I am working on a flow which runs on a Raspberry 4b. The flow occasionally calls external Python scripts which interact with various hats (reads analog signals, communicates via Modbus and CAN). The whole thing, or at least parts of it should run about 50 Hz. Not exactly, but in the range.
The problem is that each call to a Python script causes about 20-40 ms delay, which is way too much.
I tried to simplify the scripts to the minimum, tried to use the exec node and also the Pythonshell node.
The simplifying improved the situation a little, but I am still far from the desired 5 ms jitter.
Has anybody tried to do something similar?
Any suggestion is greatly appreciated.
Don't design it like that, instead have a loop inside the script itself that does the readings at the speed you need, then communicate the result back to NR, eventually after some calculation made already in the script.
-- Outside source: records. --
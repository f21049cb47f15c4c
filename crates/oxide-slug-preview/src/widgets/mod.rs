//! Form widgets for rendering HTML inputs.

mod media;
mod slug_preview;

pub use media::Media;
pub use slug_preview::SlugPreviewWidget;

use std::collections::BTreeMap;

use crate::config::Settings;
use crate::forms::FormField;
use crate::record::Record;

/// Attributes that can be applied to a widget.
///
/// Attributes render in name order, values HTML-escaped.
#[derive(Debug, Clone, Default, PartialEq, Eq)]
pub struct WidgetAttrs {
    /// HTML attributes.
    pub attrs: BTreeMap<String, String>,
}

impl WidgetAttrs {
    /// Creates new empty widget attributes.
    pub fn new() -> Self {
        Self::default()
    }

    /// Sets an attribute.
    pub fn set(&mut self, key: impl Into<String>, value: impl Into<String>) {
        self.attrs.insert(key.into(), value.into());
    }

    /// Gets an attribute.
    pub fn get(&self, key: &str) -> Option<&String> {
        self.attrs.get(key)
    }

    /// Copies every attribute of `other` over these.
    pub fn update(&mut self, other: &Self) {
        for (k, v) in &other.attrs {
            self.attrs.insert(k.clone(), v.clone());
        }
    }

    /// Returns whether no attributes are set.
    pub fn is_empty(&self) -> bool {
        self.attrs.is_empty()
    }

    /// Renders attributes as an HTML attribute string.
    pub fn to_html(&self) -> String {
        self.attrs
            .iter()
            .map(|(k, v)| format!(r#"{k}="{}""#, html_escape(v)))
            .collect::<Vec<_>>()
            .join(" ")
    }

    /// Builder method to set an attribute.
    #[must_use]
    pub fn with(mut self, key: impl Into<String>, value: impl Into<String>) -> Self {
        self.set(key, value);
        self
    }
}

/// What a widget can see of its surroundings while rendering.
///
/// The widget itself is the receiver of the render call; the context adds
/// the form field it belongs to and the record being edited. Widgets that
/// don't care simply ignore it.
#[derive(Clone, Copy, Default)]
pub struct RenderContext<'a> {
    /// The form field being rendered.
    pub field: Option<&'a dyn FormField>,
    /// The record the form edits.
    pub record: Option<&'a dyn Record>,
}

impl<'a> RenderContext<'a> {
    /// A context with neither field nor record.
    pub fn detached() -> Self {
        Self::default()
    }

    /// A context for `field`, editing `record` when there is one.
    pub fn new(field: &'a dyn FormField, record: Option<&'a dyn Record>) -> Self {
        Self {
            field: Some(field),
            record,
        }
    }
}

/// Trait for form widgets that render HTML inputs.
pub trait Widget: Send + Sync {
    /// Renders the widget as HTML.
    ///
    /// # Arguments
    /// * `name` - The field name (used for the name attribute)
    /// * `value` - The current value (if any)
    /// * `attrs` - Additional HTML attributes
    fn render(&self, name: &str, value: Option<&str>, attrs: &WidgetAttrs) -> String;

    /// Renders the widget with access to its field and record.
    fn render_in_context(
        &self,
        _ctx: &RenderContext<'_>,
        name: &str,
        value: Option<&str>,
        attrs: &WidgetAttrs,
    ) -> String {
        self.render(name, value, attrs)
    }

    /// Returns the HTML input type.
    fn input_type(&self) -> &str {
        "text"
    }

    /// Static assets the widget needs on the page.
    fn media(&self, _settings: &Settings) -> Media {
        Media::new()
    }
}

/// A plain text input.
#[derive(Debug, Clone, Default)]
pub struct TextInput {
    /// Attributes applied to every render.
    pub attrs: WidgetAttrs,
}

impl TextInput {
    /// Creates a new text input.
    pub fn new() -> Self {
        Self::default()
    }

    /// Builder method to set a default attribute.
    #[must_use]
    pub fn attr(mut self, key: impl Into<String>, value: impl Into<String>) -> Self {
        self.attrs.set(key, value);
        self
    }
}

impl Widget for TextInput {
    fn render(&self, name: &str, value: Option<&str>, attrs: &WidgetAttrs) -> String {
        let mut all = self.attrs.clone();
        all.update(attrs);

        let value_attr = value
            .filter(|v| !v.is_empty())
            .map(|v| format!(r#" value="{}""#, html_escape(v)))
            .unwrap_or_default();
        let extra_attrs = if all.is_empty() {
            String::new()
        } else {
            format!(" {}", all.to_html())
        };
        format!(
            r#"<input type="{}" name="{}"{value_attr}{extra_attrs}>"#,
            self.input_type(),
            html_escape(name)
        )
    }
}

/// Escapes HTML special characters.
pub fn html_escape(s: &str) -> String {
    s.replace('&', "&amp;")
        .replace('<', "&lt;")
        .replace('>', "&gt;")
        .replace('"', "&quot;")
        .replace('\'', "&#x27;")
}

#[cfg(test)]
mod tests {
    use super::*;

    #[test]
    fn test_text_input() {
        let widget = TextInput::new();
        let html = widget.render("username", None, &WidgetAttrs::new());
        assert_eq!(html, r#"<input type="text" name="username">"#);
    }

    #[test]
    fn test_text_input_value_and_attrs() {
        let widget = TextInput::new().attr("class", "vTextField");
        let attrs = WidgetAttrs::new().with("id", "id_title");
        let html = widget.render("title", Some("<b>"), &attrs);
        assert_eq!(
            html,
            r#"<input type="text" name="title" value="&lt;b&gt;" class="vTextField" id="id_title">"#
        );
    }

    #[test]
    fn test_render_in_context_defaults_to_render() {
        let widget = TextInput::new();
        let ctx = RenderContext::detached();
        assert_eq!(
            widget.render_in_context(&ctx, "x", Some("1"), &WidgetAttrs::new()),
            widget.render("x", Some("1"), &WidgetAttrs::new())
        );
    }

    #[test]
    fn test_html_escape() {
        assert_eq!(html_escape("<script>"), "&lt;script&gt;");
        assert_eq!(html_escape("\"test\""), "&quot;test&quot;");
        assert_eq!(html_escape("a & b"), "a &amp; b");
    }

    #[test]
    fn test_widget_attrs_are_ordered_and_escaped() {
        let attrs = WidgetAttrs::new()
            .with("id", "my-input")
            .with("class", "form-control")
            .with("data-url-format", "/a/{slug}/?q=\"x\"");
        assert_eq!(
            attrs.to_html(),
            r#"class="form-control" data-url-format="/a/{slug}/?q=&quot;x&quot;" id="my-input""#
        );
    }

    #[test]
    fn test_widget_attrs_update_overrides() {
        let mut attrs = WidgetAttrs::new().with("class", "a").with("id", "x");
        attrs.update(&WidgetAttrs::new().with("class", "b"));
        assert_eq!(attrs.get("class").map(String::as_str), Some("b"));
        assert_eq!(attrs.get("id").map(String::as_str), Some("x"));
    }
}
//! Plain text form fields.

use std::sync::Arc;

use crate::error::ValidationError;
use crate::validation::{MaxLengthValidator, SharedValidator, Validator};
use crate::widgets::{TextInput, Widget, WidgetAttrs};

use super::{clean_text, FormField};

/// A single-line text field, such as the title a slug is derived from.
pub struct CharField {
    /// Field name.
    pub name: String,
    /// Field label.
    pub label: String,
    /// Whether the field is required.
    pub required: bool,
    /// Maximum length in characters.
    pub max_length: Option<usize>,
    /// The widget to render.
    pub widget: Box<dyn Widget>,
    /// Help text.
    pub help_text: Option<String>,
    /// Initial value.
    pub initial: Option<String>,
    /// Extra validators.
    pub validators: Vec<SharedValidator>,
    /// Widget attributes.
    pub attrs: WidgetAttrs,
}

impl std::fmt::Debug for CharField {
    fn fmt(&self, f: &mut std::fmt::Formatter<'_>) -> std::fmt::Result {
        f.debug_struct("CharField")
            .field("name", &self.name)
            .field("label", &self.label)
            .field("required", &self.required)
            .field("max_length", &self.max_length)
            .field("help_text", &self.help_text)
            .field("initial", &self.initial)
            .finish_non_exhaustive()
    }
}

impl CharField {
    /// Creates a required text field.
    pub fn new(name: impl Into<String>, label: impl Into<String>) -> Self {
        Self {
            name: name.into(),
            label: label.into(),
            required: true,
            max_length: None,
            widget: Box::new(TextInput::new()),
            help_text: None,
            initial: None,
            validators: Vec::new(),
            attrs: WidgetAttrs::new(),
        }
    }

    /// Sets whether the field is required.
    #[must_use]
    pub fn required(mut self, required: bool) -> Self {
        self.required = required;
        self
    }

    /// Sets the maximum length.
    #[must_use]
    pub fn max_length(mut self, length: usize) -> Self {
        self.max_length = Some(length);
        self
    }

    /// Replaces the widget.
    #[must_use]
    pub fn widget(mut self, widget: impl Widget + 'static) -> Self {
        self.widget = Box::new(widget);
        self
    }

    /// Sets help text.
    #[must_use]
    pub fn help_text(mut self, text: impl Into<String>) -> Self {
        self.help_text = Some(text.into());
        self
    }

    /// Sets initial value.
    #[must_use]
    pub fn initial(mut self, value: impl Into<String>) -> Self {
        self.initial = Some(value.into());
        self
    }

    /// Adds a validator.
    #[must_use]
    pub fn validator(mut self, validator: impl Validator + 'static) -> Self {
        self.validators.push(Arc::new(validator));
        self
    }

    /// Sets a widget attribute.
    #[must_use]
    pub fn attr(mut self, key: impl Into<String>, value: impl Into<String>) -> Self {
        self.attrs.set(key, value);
        self
    }

    fn all_validators(&self) -> Vec<SharedValidator> {
        let mut validators: Vec<SharedValidator> = Vec::new();
        if let Some(max) = self.max_length {
            validators.push(Arc::new(MaxLengthValidator::new(max)));
        }
        validators.extend(self.validators.iter().cloned());
        validators
    }
}

impl FormField for CharField {
    fn name(&self) -> &str {
        &self.name
    }

    fn label(&self) -> &str {
        &self.label
    }

    fn required(&self) -> bool {
        self.required
    }

    fn help_text(&self) -> Option<&str> {
        self.help_text.as_deref()
    }

    fn initial(&self) -> Option<&str> {
        self.initial.as_deref()
    }

    fn widget(&self) -> &dyn Widget {
        self.widget.as_ref()
    }

    fn widget_attrs(&self) -> WidgetAttrs {
        let mut attrs = self.attrs.clone();
        if let Some(max) = self.max_length {
            attrs.set("maxlength", max.to_string());
        }
        attrs
    }

    fn clean(&self, raw: Option<&str>) -> Result<String, Vec<ValidationError>> {
        clean_text(raw, self.required, &self.all_validators())
    }
}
If you do not need to send every reading back, you could just send changes or some averaged values. 50 Hz means one reading every 20 ms
If the delay while the script starts up from the exec node is a problem, perhaps it would be better to have it running all the time (via systemd, with auto restart).
When you want the readings, send it a message, perhaps by MQTT, to trigger the read/report loop.
Return the batch of readings by MQTT too.
Great hints, thank you!
I redesigned the whole thing as suggested: the python script is started by an exec node, running continously, and communicates with the nodes via MQTT. The delays are much better, a proportional controller in the scripts moves it to the millisecond range.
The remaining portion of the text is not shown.